A few of these with a bunch of cameras mounted on top of the cubicle walls would be totally awesome!  Makes me almost sad that I now have my own office... almost.


----------



## LateNiteTV (Nov 18, 2009)

SirDice said:
			
		

> I'll settle for an Optimus Maximus Keyboard :e



now that is one hell of a keyboard.


----------



## phoenix (Nov 18, 2009)

Ruler2112 said:
			
		

> A few of these with a bunch of cameras mounted on top of the cubicle walls would be totally awesome!  Makes me almost sad that I now have my own office... almost.

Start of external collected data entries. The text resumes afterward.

//! Cognito Identity exchange over the JSON 1.1 protocol
//!
//! Two calls: `GetId` resolves the identity id for the pool (cached after the
//! first success) and `GetCredentialsForIdentity` issues the transient keys.

use super::{CredentialError, Credentials, IdentityExchange, IdentityProof};
use crate::config::IdentitySection;
use async_trait::async_trait;
use chrono::{DateTime, Utc};
use reqwest::Client;
use serde::{Deserialize, Serialize};
use std::collections::HashMap;
use std::sync::Mutex;
use std::time::Duration;
use tracing::{debug, info};

const AMZ_JSON_CONTENT_TYPE: &str = "application/x-amz-json-1.1";
const TARGET_PREFIX: &str = "AWSCognitoIdentityService";

/// Connection settings for the identity service
#[derive(Debug, Clone)]
pub struct CognitoConfig {
    pub region: String,
    pub identity_pool_id: String,
    pub user_pool_id: String,
    /// Override for the service endpoint; defaults to the regional endpoint
    pub endpoint: Option<String>,
    pub timeout: Duration,
}

impl CognitoConfig {
    pub fn from_sections(region: &str, identity: &IdentitySection) -> Self {
        Self {
            region: region.to_string(),
            identity_pool_id: identity.identity_pool_id.clone(),
            user_pool_id: identity.user_pool_id.clone(),
            endpoint: identity.endpoint.clone(),
            timeout: Duration::from_secs(identity.request_timeout_secs),
        }
    }

    fn endpoint_url(&self) -> String {
        self.endpoint
            .clone()
            .unwrap_or_else(|| format!("https://cognito-identity.{}.amazonaws.com/", self.region))
    }

    /// Key of the `Logins` map that identifies the user pool as provider
    pub fn login_provider(&self) -> String {
        format!(
            "cognito-idp.{}.amazonaws.com/{}",
            self.region, self.user_pool_id
        )
    }
}

/// [`IdentityExchange`] backed by Amazon Cognito Identity
pub struct CognitoIdentityExchange {
    config: CognitoConfig,
    client: Client,
    /// Identity id resolved for one id token
    resolved: Mutex<Option<ResolvedIdentity>>,
}

struct ResolvedIdentity {
    id_token: String,
    identity_id: String,
}

impl CognitoIdentityExchange {
    pub fn new(config: CognitoConfig) -> Result<Self, CredentialError> {
        let client = Client::builder()
            .timeout(config.timeout)
            .build()
            .map_err(|e| CredentialError::Exchange(e.to_string()))?;

        Ok(Self {
            config,
            client,
            resolved: Mutex::new(None),
        })
    }

    /// Identity id resolved by a previous `GetId` call
    pub fn identity_id(&self) -> Option<String> {
        self.resolved
            .lock()
            .unwrap_or_else(|e| e.into_inner())
            .as_ref()
            .map(|r| r.identity_id.clone())
    }

    fn cached_identity_id(&self, proof: &IdentityProof) -> Option<String> {
        self.resolved
            .lock()
            .unwrap_or_else(|e| e.into_inner())
            .as_ref()
            .filter(|r| r.id_token == proof.id_token)
            .map(|r| r.identity_id.clone())
    }

    fn logins(&self, proof: &IdentityProof) -> HashMap<String, String> {
        HashMap::from([(self.config.login_provider(), proof.id_token.clone())])
    }

    async fn call<Req, Resp>(&self, operation: &str, body: &Req) -> Result<Resp, CredentialError>
    where
        Req: Serialize + ?Sized,
        Resp: for<'de> Deserialize<'de>,
    {
        let response = self
            .client
            .post(self.config.endpoint_url())
            .header("Content-Type", AMZ_JSON_CONTENT_TYPE)
            .header("X-Amz-Target", format!("{TARGET_PREFIX}.{operation}"))
            .json(body)
            .send()
            .await
            .map_err(|e| CredentialError::Exchange(format!("{operation}: {e}")))?;

        let status = response.status();
        if !status.is_success() {
            let error_text = response.text().await.unwrap_or_default();
            return Err(classify_service_error(operation, status.as_u16(), &error_text));
        }

        response
            .json::<Resp>()
            .await
            .map_err(|e| CredentialError::Exchange(format!("{operation}: invalid response: {e}")))
    }

    async fn resolve_identity_id(&self, proof: &IdentityProof) -> Result<String, CredentialError> {
        if let Some(id) = self.cached_identity_id(proof) {
            return Ok(id);
        }

        let request = GetIdRequest {
            identity_pool_id: &self.config.identity_pool_id,
            logins: self.logins(proof),
        };
        let response: GetIdResponse = self.call("GetId", &request).await?;
        let identity_id = response
            .identity_id
            .ok_or_else(|| CredentialError::Exchange("GetId: no IdentityId returned".into()))?;

        debug!(identity_id = %identity_id, "Resolved identity id");
        *self.resolved.lock().unwrap_or_else(|e| e.into_inner()) = Some(ResolvedIdentity {
            id_token: proof.id_token.clone(),
            identity_id: identity_id.clone(),
        });
        Ok(identity_id)
    }
}

#[async_trait]
impl IdentityExchange for CognitoIdentityExchange {
    async fn exchange(&self, proof: &IdentityProof) -> Result<Credentials, CredentialError> {
        let identity_id = self.resolve_identity_id(proof).await?;

        let request = GetCredentialsRequest {
            identity_id: &identity_id,
            logins: self.logins(proof),
        };
        let response: GetCredentialsResponse = self
            .call("GetCredentialsForIdentity", &request)
            .await
            .map_err(|e| {
                // A rejected identity id is not worth reusing.
                if e.requires_reauthentication() {
                    self.forget_identity();
                }
                e
            })?;

        let issued = response
            .credentials
            .ok_or(CredentialError::MissingCredentials)?;

        let expires_at = DateTime::<Utc>::from_timestamp(issued.expiration as i64, 0)
            .ok_or_else(|| {
                CredentialError::Exchange(format!("invalid expiration {}", issued.expiration))
            })?;

        info!(
            identity_id = %identity_id,
            expires_at = %expires_at,
            "Identity exchange succeeded"
        );

        Ok(Credentials {
            access_key_id: issued.access_key_id,
            secret_access_key: issued.secret_key,
            session_token: issued.session_token,
            expires_at,
            identity_id: response.identity_id.or(Some(identity_id)),
        })
    }

    fn forget_identity(&self) {
        *self.resolved.lock().unwrap_or_else(|e| e.into_inner()) = None;
    }
}

fn classify_service_error(operation: &str, status: u16, body: &str) -> CredentialError {
    let parsed: Option<ServiceError> = serde_json::from_str(body).ok();
    let (kind, message) = match parsed {
        Some(err) => (
            err.kind.unwrap_or_default(),
            err.message.unwrap_or_default(),
        ),
        None => (String::new(), body.to_string()),
    };

    // Error types may arrive namespaced, e.g. "com.amazonaws...#NotAuthorizedException".
    let short_kind = kind.rsplit('#').next().unwrap_or(&kind);
    match short_kind {
        "NotAuthorizedException" | "ResourceNotFoundException" => {
            CredentialError::IdentityRejected(format!("{short_kind}: {message}"))
        }
        _ => CredentialError::Exchange(format!("{operation} returned {status}: {short_kind} {message}")),
    }
}

#[derive(Serialize)]
#[serde(rename_all = "PascalCase")]
struct GetIdRequest<'a> {
    identity_pool_id: &'a str,
    logins: HashMap<String, String>,
}

#[derive(Deserialize)]
#[serde(rename_all = "PascalCase")]
struct GetIdResponse {
    identity_id: Option<String>,
}

#[derive(Serialize)]
#[serde(rename_all = "PascalCase")]
struct GetCredentialsRequest<'a> {
    identity_id: &'a str,
    logins: HashMap<String, String>,
}

#[derive(Deserialize)]
#[serde(rename_all = "PascalCase")]
struct GetCredentialsResponse {
    identity_id: Option<String>,
    credentials: Option<IssuedCredentials>,
}

#[derive(Deserialize)]
#[serde(rename_all = "PascalCase")]
struct IssuedCredentials {
    access_key_id: String,
    secret_key: String,
    session_token: Option<String>,
    /// Epoch seconds, fractional
    expiration: f64,
}

#[derive(Deserialize)]
struct ServiceError {
    #[serde(rename = "__type")]
    kind: Option<String>,
    message: Option<String>,
}

#[cfg(test)]
mod tests {
    use super::*;

    fn config() -> CognitoConfig {
        CognitoConfig {
            region: "us-east-1".to_string(),
            identity_pool_id: "us-east-1:pool".to_string(),
            user_pool_id: "us-east-1_ABC123".to_string(),
            endpoint: None,
            timeout: Duration::from_secs(5),
        }
    }

    #[test]
    fn test_regional_endpoint_and_login_provider() {
        let config = config();
        assert_eq!(
            config.endpoint_url(),
            "https://cognito-identity.us-east-1.amazonaws.com/"
        );
        assert_eq!(
            config.login_provider(),
            "cognito-idp.us-east-1.amazonaws.com/us-east-1_ABC123"
        );
    }

    #[test]
    fn test_not_authorized_maps_to_identity_rejected() {
        let body = r#"{"__type":"NotAuthorizedException","message":"Token is expired"}"#;
        let err = classify_service_error("GetId", 400, body);
        assert!(matches!(err, CredentialError::IdentityRejected(ref m) if m.contains("Token is expired")));

        let namespaced =
            r#"{"__type":"com.amazonaws.cognito#NotAuthorizedException","message":"nope"}"#;
        assert!(classify_service_error("GetId", 400, namespaced).requires_reauthentication());
    }

    #[test]
    fn test_throttling_is_retryable_exchange_error() {
        let body = r#"{"__type":"TooManyRequestsException","message":"slow down"}"#;
        let err = classify_service_error("GetCredentialsForIdentity", 429, body);
        assert!(matches!(err, CredentialError::Exchange(ref m) if m.contains("429")));
        assert!(!err.requires_reauthentication());
    }

    #[test]
    fn test_unparseable_error_body() {
        let err = classify_service_error("GetId", 500, "<html>bad gateway</html>");
        assert!(matches!(err, CredentialError::Exchange(ref m) if m.contains("bad gateway")));
    }

    #[test]
    fn test_request_serialization_uses_pascal_case() {
        let request = GetIdRequest {
            identity_pool_id: "pool",
            logins: HashMap::from([("provider".to_string(), "token".to_string())]),
        };
        let json = serde_json::to_value(&request).unwrap();
        assert_eq!(json["IdentityPoolId"], "pool");
        assert_eq!(json["Logins"]["provider"], "token");
    }
}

If they came out with a webcam version that included 802.11 wireless, then things could get really interesting.    Especially if you could put little blobs of washable dye onto the ends of the darts.  

You could really make things interesting by programming them to have randomly-changing WEP keys, so that you had to hack your way into it before taking control and firing it.    Then just put 15-20 around the office in random locations, with random names, and let the real fun begin.  No one would know who had control of which launchers, or for how long.

Office warface, indeed!!


----------



## Dru (Nov 18, 2009)

phoenix,

 I like the way you think, lol. Wouldnt have thought of that myself, but I like the idea. Cant imagine any real work getting done after that though.

Complete opposite of the range, but Id like to have a 1963 C-10 pickup truck to rebuild. Spent last winter restoring a 1976 Harley Davidon Liberty edition, and Im going to be bored out of my mind this winter, especially since FreeBSD is working so well on this pc already.

Edit: I guess this was supposed to be more tech related..but I already upgraded the pc, lol.


----------



## SirDice (Nov 18, 2009)

phoenix said:
			
		

> If they came out with a webcam version that included 802.11 wireless, then things could get really interesting.    Especially if you could put little blobs of washable dye onto the ends of the darts.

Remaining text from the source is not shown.